Despite evidence of the clustering of metabolic syndrome components, current approaches for identifying unifying genetic mechanisms typically evaluate clinical categories that do not provide adequate etiological information. Here, we used data from 19,486 European American and 6,287 African American Candidate Gene Association Resource Consortium participants to identify loci associated with the clustering of metabolic phenotypes. Six phenotype domains (atherogenic dyslipidemia, vascular dysfunction, vascular inflammation, pro-thrombotic state, central obesity, and elevated plasma glucose) encompassing 19 quantitative traits were examined. Principal components analysis was used to reduce the dimension of each domain such that >55% of the trait variance was represented within each domain. We then applied a statistically efficient and computational feasible multivariate approach that related eight principal components from the six domains to 250,000 imputed SNPs using an additive genetic model and including demographic covariates.
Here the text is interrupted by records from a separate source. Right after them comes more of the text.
//! Paths into [`Tag`] documents (`Inventory[0].Count`, `Tags[]`, `"odd key".x`).

use std::fmt;
use std::str::FromStr;
use thiserror::Error;

use crate::nbt::Tag;

/// Errors produced while parsing or applying a [`DataPath`].
#[derive(Debug, Clone, PartialEq, Eq, Error)]
pub enum DataPathError {
    /// Path text was malformed.
    #[error("invalid data path '{path}': {reason}")]
    Invalid {
        /// Offending input.
        path: String,
        /// What was wrong.
        reason: &'static str,
    },
    /// The path resolved to no elements.
    #[error("found no elements matching {0}")]
    NothingFound(String),
}

/// One step of a path.
#[derive(Debug, Clone, PartialEq, Eq, Hash)]
pub enum PathNode {
    /// Compound member.
    Key(String),
    /// List element; negative indices count from the end.
    Index(i32),
    /// Every list element.
    AllElements,
}

impl PathNode {
    fn children<'a>(&self, tag: &'a Tag) -> Vec<&'a Tag> {
        match (self, tag) {
            (Self::Key(key), Tag::Compound(map)) => map.get(key).into_iter().collect(),
            (Self::Index(index), Tag::List(items)) => resolve_index(*index, items.len())
                .and_then(|i| items.get(i))
                .into_iter()
                .collect(),
            (Self::AllElements, Tag::List(items)) => items.iter().collect(),
            _ => Vec::new(),
        }
    }

    fn children_or_create<'a>(&self, tag: &'a mut Tag, next: &PathNode) -> Vec<&'a mut Tag> {
        match (self, tag) {
            (Self::Key(key), Tag::Compound(map)) => {
                vec![map.entry(key.clone()).or_insert_with(|| next.empty_parent())]
            }
            (Self::Index(index), Tag::List(items)) => match resolve_index(*index, items.len()) {
                Some(i) => items.get_mut(i).into_iter().collect(),
                None => Vec::new(),
            },
            (Self::AllElements, Tag::List(items)) => items.iter_mut().collect(),
            _ => Vec::new(),
        }
    }

    fn empty_parent(&self) -> Tag {
        match self {
            Self::Key(_) => Tag::compound(),
            Self::Index(_) | Self::AllElements => Tag::List(Vec::new()),
        }
    }

    fn set(&self, tag: &mut Tag, value: &Tag) -> usize {
        match (self, tag) {
            (Self::Key(key), Tag::Compound(map)) => {
                map.insert(key.clone(), value.clone());
                1
            }
            (Self::Index(index), Tag::List(items)) => {
                match resolve_index(*index, items.len()).and_then(|i| items.get_mut(i)) {
                    Some(slot) => {
                        *slot = value.clone();
                        1
                    }
                    None => 0,
                }
            }
            (Self::AllElements, Tag::List(items)) => {
                for slot in items.iter_mut() {
                    *slot = value.clone();
                }
                items.len()
            }
            _ => 0,
        }
    }
}

fn resolve_index(index: i32, len: usize) -> Option<usize> {
    let len = i64::try_from(len).ok()?;
    let index = i64::from(index);
    let resolved = if index < 0 { len + index } else { index };
    (0..len).contains(&resolved).then_some(resolved as usize)
}

/// A parsed path into a structured document.
#[derive(Debug, Clone, PartialEq, Eq, Hash)]
pub struct DataPath {
    nodes: Vec<PathNode>,
}

impl DataPath {
    /// Parse path text.
    pub fn parse(input: &str) -> Result<Self, DataPathError> {
        let invalid = |reason| DataPathError::Invalid {
            path: input.to_string(),
            reason,
        };
        let chars: Vec<char> = input.trim().chars().collect();
        if chars.is_empty() {
            return Err(invalid("path is empty"));
        }

        let mut nodes = Vec::new();
        let mut i = 0;
        loop {
            let key = if chars[i] == '"' {
                let mut key = String::new();
                i += 1;
                loop {
                    match chars.get(i) {
                        None => return Err(invalid("unterminated quoted key")),
                        Some('"') => break,
                        Some('\\') => {
                            let escaped = chars.get(i + 1).ok_or_else(|| invalid("dangling escape"))?;
                            key.push(*escaped);
                            i += 2;
                        }
                        Some(c) => {
                            key.push(*c);
                            i += 1;
                        }
                    }
                }
                i += 1;
                key
            } else {
                let start = i;
                while i < chars.len() && !matches!(chars[i], '.' | '[' | ']' | '"' | ' ') {
                    i += 1;
                }
                chars[start..i].iter().collect()
            };
            if key.is_empty() {
                return Err(invalid("empty key"));
            }
            nodes.push(PathNode::Key(key));

            while chars.get(i) == Some(&'[') {
                let close = chars[i..]
                    .iter()
                    .position(|c| *c == ']')
                    .map(|offset| i + offset)
                    .ok_or_else(|| invalid("unclosed index"))?;
                let inner: String = chars[i + 1..close].iter().collect();
                let node = if inner.trim().is_empty() {
                    PathNode::AllElements
                } else {
                    PathNode::Index(
                        inner
                            .trim()
                            .parse::<i32>()
                            .map_err(|_| invalid("index is not an integer"))?,
                    )
                };
                nodes.push(node);
                i = close + 1;
            }

            match chars.get(i) {
                None => break,
                Some('.') if i + 1 < chars.len() => i += 1,
                Some('.') => return Err(invalid("trailing '.'")),
                Some(_) => return Err(invalid("unexpected character")),
            }
        }
        Ok(Self { nodes })
    }

    /// Path steps.
    pub fn nodes(&self) -> &[PathNode] {
        &self.nodes
    }

    /// Every tag the path resolves to.
    pub fn get<'a>(&self, root: &'a Tag) -> Vec<&'a Tag> {
        self.nodes.iter().fold(vec![root], |current, node| {
            current
                .into_iter()
                .flat_map(|tag| node.children(tag))
                .collect()
        })
    }

    /// Number of tags the path resolves to.
    pub fn count_matching(&self, root: &Tag) -> usize {
        self.get(root).len()
    }

    /// Write `value` at every location the path resolves to, creating missing
    /// compound members along the way. Returns the number of slots written.
    pub fn set(&self, root: &mut Tag, value: Tag) -> Result<usize, DataPathError> {
        let written = set_in(root, &self.nodes, &value);
        if written == 0 {
            return Err(DataPathError::NothingFound(self.to_string()));
        }
        Ok(written)
    }
}

fn set_in(tag: &mut Tag, nodes: &[PathNode], value: &Tag) -> usize {
    match nodes {
        [] => 0,
        [last] => last.set(tag, value),
        [node, rest @ ..] => node
            .children_or_create(tag, &rest[0])
            .into_iter()
            .map(|child| set_in(child, rest, value))
            .sum(),
    }
}

impl FromStr for DataPath {
    type Err = DataPathError;

    fn from_str(s: &str) -> Result<Self, Self::Err> {
        Self::parse(s)
    }
}

impl fmt::Display for DataPath {
    fn fmt(&self, f: &mut fmt::Formatter<'_>) -> fmt::Result {
        for (i, node) in self.nodes.iter().enumerate() {
            match node {
                PathNode::Key(key) => {
                    if i > 0 {
                        write!(f, ".")?;
                    }
                    if key.chars().all(|c| c.is_alphanumeric() || c == '_' || c == '-') {
                        write!(f, "{key}")?;
                    } else {
                        write!(f, "{key:?}")?;
                    }
                }
                PathNode::Index(index) => write!(f, "[{index}]")?,
                PathNode::AllElements => write!(f, "[]")?,
            }
        }
        Ok(())
    }
}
In European Americans, we identified 606 genome-wide significant SNPs representing 19 loci. Many of these loci were associated with only one trait domain, were consistent with results in African Americans, and overlapped with published findings, for instance central obesity and FTO. However, our approach, which is applicable to any set of interval scale traits that is heritable and exhibits evidence of phenotypic clustering, identified three new loci in or near APOC1, BRAP, and PLCG1, which were associated with multiple phenotype domains. These pleiotropic loci may help characterize metabolic dysregulation and identify targets for intervention.